İmamoğlu açıklamasında şunları söyledi:

Değerli İstanbullular, bugün sporumuz, İstanbulumuz ve ülkemiz adına tarihi bir günün sevincini ve gururunu yaşıyoruz. Bugün dünyanın en güzel kentine adına yaraşır bir spor organizasyonunu kazandırmanın müjdesini vermek için burada, 16 milyonun evi olan tarihi Saraçhane binasında bir aradayız. İnanıyorum ki bugün itibarıyla duyuracak olduğumuz etkinlik İstanbulumuza çok özel bir sportif değer katacaktır. Bugün buradan İstanbul’a ve ülkemize 2027 Avrupa Oyunlarını getirmenin gururnu tüm milletimizle ve şehrimizle paylaşmak istiyoruz. İnanıyorum ki bu büyük başarı sadece kentimizin değil, spor camiamızın, ülkemizin, milletimizin ve devletimizin ortak bir zaferi olarak tarihteki yerini alacaktır. İBB ekipleri olarak 2027 Avrupa Oyunları’nı çok titiz bir süreci geride bırakarak ülkemize kazandırdık.

Aslında 2023’ün ortalarında Avrupa Olimpiyat Komiteleri nezdinde başladığımız temaslar kısa sürede sonuç vermiş ve 2027’de oyunları düzenleyici şehir olması yolunda ön onayları birer birer almıştık. Buradan ilk olarak gösterdikleri sıcak ilgi ve yapıcı yaklaşım için değerli EOC Avrupa Olimpiyat Komiteleri Başkanı Spyros Capralos nezdinde tüm olimpiyat yetkililerine 16 milyon İstanbullu adına sonsuz teşekkürlerimi sunuyorum. EOC ile görüşmelerimiz sürerken bir yandan da ülkemizdeki çeşitli otoriteleri ikna çabalarımız devam etti. Türkiye’nin büyük organizasyon düzenleme konusundaki kaslarını yeniden harekete geçirmek üzere çalışmalarımız sürdü. Tüm büyüklüğüne rağmen, bugüne kadar 5 kere olimpiyat oyunlarına aday olmasına rağmen, bugüne kadar çok branşlı bir spor etkinliğine ev sahipliği yapmamış İstanbul için çok önemli bir gelişme için çalıştık. Kısa sürece önce toplanan EOC yönetim kurulu İstanbul’un 2027 Avrupa Oyunları’nın ev sahibi olduğunu bize bildirdi. Bu dakikalarda aynı duyuruyu tüm dünyayla paylaşıyorlar.

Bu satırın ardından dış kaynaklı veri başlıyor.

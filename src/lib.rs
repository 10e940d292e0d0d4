/// TLDR Digest - a Slack bot that posts hourly AI summaries of monitored channels.
///
/// A single long-running process:
/// 1. An hourly scheduler runs the digest pipeline and posts one Block Kit
///    message to the summary channel
/// 2. An axum server answers `/tldr` slash commands (`now`, `help`, `config`)
///    and a liveness probe
///
/// # Architecture
///
/// - slack-morphism and the Slack Web API for channel history and posting
/// - `OpenAI` chat completions for per-channel summaries
/// - a JSON config file for the monitored channels and the last run time
/// - Tokio for the async runtime
///
/// # Example
///
/// ```no_run
/// use std::sync::Arc;
/// use tldr_digest::ai::LlmClient;
/// use tldr_digest::core::config::AppConfig;
/// use tldr_digest::core::store::{ConfigStore, PersistedConfig};
/// use tldr_digest::slack::{SlackClient, SlackPlatform};
/// use tldr_digest::worker::{DigestBuilder, DigestRunner, Trigger};
///
/// #[tokio::main]
/// async fn main() -> Result<(), Box<dyn std::error::Error>> {
///     tldr_digest::setup_logging();
///     let config = AppConfig::from_env()?;
///
///     let store = Arc::new(ConfigStore::load(config.config_path.clone(), PersistedConfig::default()).await);
///     let platform = Arc::new(SlackPlatform::new(SlackClient::new(config.slack_bot_token.clone())));
///     let summarizer = Arc::new(LlmClient::new(
///         config.openai_api_key.clone(),
///         config.openai_org_id.clone(),
///         config.model(),
///     )?);
///
///     let builder = DigestBuilder::new(platform, summarizer, store.clone(), config.timezone);
///     let runner = DigestRunner::new(builder, store);
///     println!("{:?}", runner.run(Trigger::Manual).await?);
///     Ok(())
/// }
/// ```
// Module declarations
pub mod ai;
pub mod api;
pub mod core;
pub mod errors;
pub mod slack;
pub mod worker;

pub use errors::BotError;

/// Install the global tracing subscriber.
///
/// The filter comes from `LOG_LEVEL` (an `EnvFilter` directive, default
/// `info`). Output is JSON unless `LOG_FORMAT=pretty`. Calling this more than
/// once is harmless; later calls keep the first subscriber.
///
/// # Example
///
/// ```
/// tldr_digest::setup_logging();
/// ```
pub fn setup_logging() {
    use tracing_subscriber::EnvFilter;
    use tracing_subscriber::prelude::*;

    let directive = std::env::var("LOG_LEVEL")
        .ok()
        .filter(|level| !level.trim().is_empty())
        .unwrap_or_else(|| "info".to_string());
    let filter = EnvFilter::try_new(&directive).unwrap_or_else(|_| EnvFilter::new("info"));

    let pretty = std::env::var("LOG_FORMAT").is_ok_and(|f| f.eq_ignore_ascii_case("pretty"));

    let result = if pretty {
        tracing_subscriber::registry()
            .with(filter)
            .with(tracing_subscriber::fmt::layer().pretty().with_target(true))
            .try_init()
    } else {
        tracing_subscriber::registry()
            .with(filter)
            .with(tracing_subscriber::fmt::layer().json().with_target(true))
            .try_init()
    };

    if result.is_err() {
        tracing::debug!("Logging already initialized");
    }
}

Bu hafta sonu yapılacak olan yerel seçimler nedeniyle resmi imza törenini önümüzdeki haftaya ertledik. Hiç kuşkusuz bu kadar büyük bir organizasyonu gerçekleştirmek büyük bir koordinasyon ve dayanışma gerektiriyor, biz bunu biliyoruz. Bunu da yoğun uğraşlar sonucunda sağlamaktan dolayı da çok memnunuz.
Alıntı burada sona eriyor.